U.S. homebuilders are feeling slightly less optimistic about their prospects, even if their overall outlook remains favorable.

The National Association of Home Builders/Wells Fargo builder sentiment index released Monday slipped to 68 this month. That is three points from 71 in March, when he made the jump to the highest level since June 2005.

Readings above 50 indicate more builders view sales conditions as good rather than bad. The index has been above 60 since September.

The April reading fell short of analysts predictions. They expected that the index will dive to 70, according to FactSet.

Measurements measure the builders of the sales now and in the next six months also edged lower, just as a measure of traffic by prospective buyers.

Despite the decline in the latest builder sentiment survey, sales of new AMERICAN houses have been robust this year and is expected to continue to climb.

Low mortgage rates and a hard job market have helped drive home sales steadily higher. Sales of new U.S. houses in February at the fastest pace since July, to a seasonally-adjusted annual rate of 592,000. That the sales pace was nearly 13 percent higher than in the same month last year.

A pick-up in mortgage rates last fall to help stimulate the sale early this year. In the past few weeks, mortgage rates are edging lower, making the cost of the loans less expensive.

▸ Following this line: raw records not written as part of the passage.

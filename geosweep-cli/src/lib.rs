//! Command-line interface for driving the Geosweep engine.
//!
//! The CLI is a thin front end: it parses arguments, wires a SQLite store
//! into the sequencer and prints JSON responses. No navigation logic lives
//! here.

#![forbid(unsafe_code)]

mod error;

pub use error::CliError;

use camino::Utf8PathBuf;
use clap::{Args, Parser, Subcommand};
use serde::Serialize;

use geosweep_core::{
    InitOptions, NavFormat, NewCity, NewCountry, NewState, PageState, SeedData, Sequencer,
    SqliteEntityStore, TargetCountry,
};
use geosweep_data::fetch::{DEFAULT_POSTAL_COUNTRIES, HttpDatasetSource, build_seed_data};
use geosweep_data::{load_seed_data, save_seed_data};

/// Run the Geosweep CLI with the current process arguments and environment.
pub fn run() -> Result<(), CliError> {
    let cli = Cli::try_parse().map_err(CliError::ArgumentParsing)?;
    env_logger::try_init().ok();
    dispatch(cli)
}

#[derive(Debug, Parser)]
#[command(
    name = "geosweep",
    about = "Resumable navigation over a geographic and search-term space",
    version
)]
struct Cli {
    /// Path to the SQLite store.
    #[arg(long, global = true, default_value = "geosweep.db", value_name = "path")]
    db: Utf8PathBuf,
    /// Navigation format to expand the sequence under.
    #[arg(long, global = true, default_value = "zip", value_name = "format")]
    format: String,
    /// Country filter: a two-letter code or "all".
    #[arg(long, global = true, default_value = "all", value_name = "country")]
    country: String,
    /// Seed dataset used to bootstrap an empty store.
    #[arg(long, global = true, value_name = "path")]
    seed_file: Option<Utf8PathBuf>,
    #[command(subcommand)]
    command: Command,
}

#[derive(Debug, Subcommand)]
enum Command {
    /// Download the bootstrap datasets and write them to a seed file.
    Fetch(FetchArgs),
    /// Show the current navigation step.
    Status,
    /// Move to the next step once the current one is completed.
    Next,
    /// Pagination operations for the current step.
    Pages(PagesArgs),
    /// Mark the current step as completed and move to its successor.
    Complete,
    /// Add entities or search queries.
    Add(AddArgs),
    /// Remove the user-added search queries.
    ClearQueries,
    /// List every persisted session.
    Sessions,
    /// Show entity and sequence counts.
    Summary,
    /// Delete sessions and restart the walk.
    Reset(ResetArgs),
}

/// Arguments for the `fetch` subcommand.
#[derive(Debug, Args)]
struct FetchArgs {
    /// Where to write the dataset.
    #[arg(long, value_name = "path")]
    output: Utf8PathBuf,
    /// Countries to fetch postal codes for; defaults to the built-in set.
    #[arg(long = "postal-country", value_name = "code")]
    postal_countries: Vec<String>,
}

#[derive(Debug, Args)]
struct PagesArgs {
    #[command(subcommand)]
    action: PagesAction,
}

#[derive(Debug, Subcommand)]
enum PagesAction {
    /// Declare the page total, optionally pre-marking pages already done.
    Set {
        /// Total number of pages for the step.
        #[arg(long)]
        total: u32,
        /// Pages already known to be done.
        #[arg(long = "done", value_name = "page")]
        done: Vec<u32>,
    },
    /// Mark one page as done.
    Done {
        /// The page to mark.
        #[arg(long)]
        page: u32,
    },
}

#[derive(Debug, Args)]
struct AddArgs {
    #[command(subcommand)]
    entity: AddEntity,
}

#[derive(Debug, Subcommand)]
enum AddEntity {
    /// Add search queries.
    Query {
        /// The search terms to store.
        #[arg(required = true, value_name = "text")]
        texts: Vec<String>,
    },
    /// Add a city.
    City {
        /// City name.
        #[arg(long)]
        name: String,
        /// Code of the state the city belongs to.
        #[arg(long)]
        state_code: String,
        /// Owning country code.
        #[arg(long)]
        country_code: String,
        /// County, when known.
        #[arg(long)]
        county: Option<String>,
    },
    /// Add a state.
    State {
        /// State code.
        #[arg(long)]
        code: String,
        /// Display name.
        #[arg(long)]
        name: String,
        /// Owning country code.
        #[arg(long)]
        country_code: String,
    },
    /// Add a country.
    Country {
        /// Two-letter country code.
        #[arg(long)]
        code: String,
        /// Display name.
        #[arg(long)]
        name: String,
    },
}

#[derive(Debug, Args)]
struct ResetArgs {
    /// Also clear every usage flag.
    #[arg(long)]
    all: bool,
}

fn dispatch(cli: Cli) -> Result<(), CliError> {
    let Cli {
        db,
        format,
        country,
        seed_file,
        command,
    } = cli;

    let command = match command {
        Command::Fetch(args) => return run_fetch(&args),
        other => other,
    };

    let format: NavFormat = format.parse()?;
    let seed = seed_file.map(|path| load_seed_data(&path)).transpose()?;
    let store = SqliteEntityStore::open(&db)?;
    let mut sequencer = Sequencer::init(
        store,
        InitOptions {
            format,
            target: TargetCountry::parse(&country),
        },
        seed.as_ref(),
    )?;

    match command {
        Command::Fetch(_) => Ok(()),
        Command::Status => print_current(&sequencer),
        Command::Next => {
            sequencer.advance()?;
            print_current(&sequencer)
        }
        Command::Pages(args) => {
            match args.action {
                PagesAction::Set { total, done } => sequencer.set_pagination(total, &done)?,
                PagesAction::Done { page } => {
                    sequencer.mark_page_done(page)?;
                    advance_if_completed(&mut sequencer)?;
                }
            }
            print_current(&sequencer)
        }
        Command::Complete => {
            sequencer.mark_complete()?;
            sequencer.advance()?;
            print_current(&sequencer)
        }
        Command::Add(args) => {
            match args.entity {
                AddEntity::Query { texts } => sequencer.add_queries(&texts)?,
                AddEntity::City {
                    name,
                    state_code,
                    country_code,
                    county,
                } => sequencer.add_cities(&[NewCity {
                    name,
                    state_code,
                    country_code,
                    county,
                }])?,
                AddEntity::State {
                    code,
                    name,
                    country_code,
                } => sequencer.add_states(&[NewState {
                    code,
                    name,
                    country_code,
                }])?,
                AddEntity::Country { code, name } => {
                    sequencer.add_countries(&[NewCountry { code, name }])?;
                }
            }
            print_json(&sequencer.summary())
        }
        Command::ClearQueries => {
            sequencer.clear_queries()?;
            print_json(&sequencer.summary())
        }
        Command::Sessions => print_json(&sequencer.sessions()?),
        Command::Summary => print_json(&sequencer.summary()),
        Command::Reset(args) => {
            if args.all {
                sequencer.reset_all()?;
            } else {
                sequencer.reset()?;
            }
            print_current(&sequencer)
        }
    }
}

fn run_fetch(args: &FetchArgs) -> Result<(), CliError> {
    let countries: Vec<String> = if args.postal_countries.is_empty() {
        DEFAULT_POSTAL_COUNTRIES
            .iter()
            .map(|code| (*code).to_owned())
            .collect()
    } else {
        args.postal_countries
            .iter()
            .map(|code| code.to_ascii_uppercase())
            .collect()
    };

    let source = HttpDatasetSource::new();
    let runtime = tokio::runtime::Builder::new_current_thread()
        .enable_all()
        .build()
        .map_err(CliError::Runtime)?;
    let seed = runtime.block_on(build_seed_data(&source, &countries))?;
    save_seed_data(&args.output, &seed)?;
    log::info!("seed data written to {}", args.output);
    Ok(())
}

/// One-shot invocations cannot advance in a later process: a restart with no
/// active session opens a fresh one at the current step, which blocks
/// `advance` again. Moving on the moment a step completes keeps the durable
/// cursor on the successor.
fn advance_if_completed(sequencer: &mut Sequencer<SqliteEntityStore>) -> Result<(), CliError> {
    if matches!(
        sequencer.current().map(|c| &c.page),
        Some(PageState::Completed)
    ) {
        sequencer.advance()?;
    }
    Ok(())
}

fn print_current(sequencer: &Sequencer<SqliteEntityStore>) -> Result<(), CliError> {
    match sequencer.current() {
        Some(response) => print_json(response),
        None => print_json(&serde_json::json!({ "exhausted": true })),
    }
}

fn print_json<T: Serialize>(value: &T) -> Result<(), CliError> {
    let payload = serde_json::to_string_pretty(value).map_err(CliError::SerializeOutput)?;
    println!("{payload}");
    Ok(())
}

#[cfg(test)]
mod tests;
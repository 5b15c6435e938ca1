//! Error types produced by the dataset fetch helpers.

use std::io;

use thiserror::Error;

/// Transport-level errors encountered while issuing HTTP requests.
#[derive(Debug, Error)]
#[non_exhaustive]
pub enum TransportError {
    /// The server returned an HTTP error status.
    #[error("request to {url} failed with status {status}: {message}")]
    Http {
        /// Fully qualified request URL.
        url: String,
        /// HTTP status code.
        status: u16,
        /// Short error description supplied by the server.
        message: String,
    },
    /// The request failed due to an I/O error.
    #[error("network error contacting {url}: {source}")]
    Network {
        /// Fully qualified request URL.
        url: String,
        /// I/O error reported by the transport.
        source: io::Error,
    },
}

/// Errors produced while assembling the seed dataset.
#[derive(Debug, Error)]
#[non_exhaustive]
pub enum FetchError {
    /// The country listing could not be fetched.
    #[error("failed to fetch the country listing: {source}")]
    CountryListing {
        /// Transport failure.
        source: TransportError,
    },
    /// The city listing could not be fetched.
    #[error("failed to fetch the city listing: {source}")]
    CityListing {
        /// Transport failure.
        source: TransportError,
    },
    /// The country listing was not valid JSON.
    #[error("failed to parse the country listing: {source}")]
    ParseCountries {
        /// JSON decoding failure.
        source: serde_json::Error,
    },
    /// The city listing was not valid JSON.
    #[error("failed to parse the city listing: {source}")]
    ParseCities {
        /// JSON decoding failure.
        source: serde_json::Error,
    },
    /// A postal archive could not be fetched.
    #[error("failed to fetch the postal archive for {country}: {source}")]
    PostalArchive {
        /// Country the archive belongs to.
        country: String,
        /// Transport failure.
        source: TransportError,
    },
    /// A postal archive could not be opened.
    #[error("failed to open the postal archive for {country}")]
    OpenArchive {
        /// Country the archive belongs to.
        country: String,
        /// Archive decoding failure.
        #[source]
        source: zip::result::ZipError,
    },
    /// The expected entry was absent from a postal archive.
    #[error("postal archive for {country} does not contain {entry:?}")]
    MissingArchiveEntry {
        /// Country the archive belongs to.
        country: String,
        /// Name of the missing entry.
        entry: String,
    },
    /// Reading an entry out of a postal archive failed.
    #[error("failed to read {entry:?} from the {country} postal archive")]
    ReadArchiveEntry {
        /// Country the archive belongs to.
        country: String,
        /// Name of the entry being read.
        entry: String,
        /// Underlying I/O error.
        #[source]
        source: io::Error,
    },
}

The average 30-year fixed mortgage rate has fallen over the past four weeks, to refuse to 4.08 percent last week. That’s up from an average of 3.65 percent of all last year, but still low by historical standards.

This month builder index was based on 307 respondents.

A measure of current sales conditions for single-family homes fell three points to 74, while a gauge of traffic by prospective buyers fell one point to 52. Builders’ view of the turnover in the next six months slid three points to 75.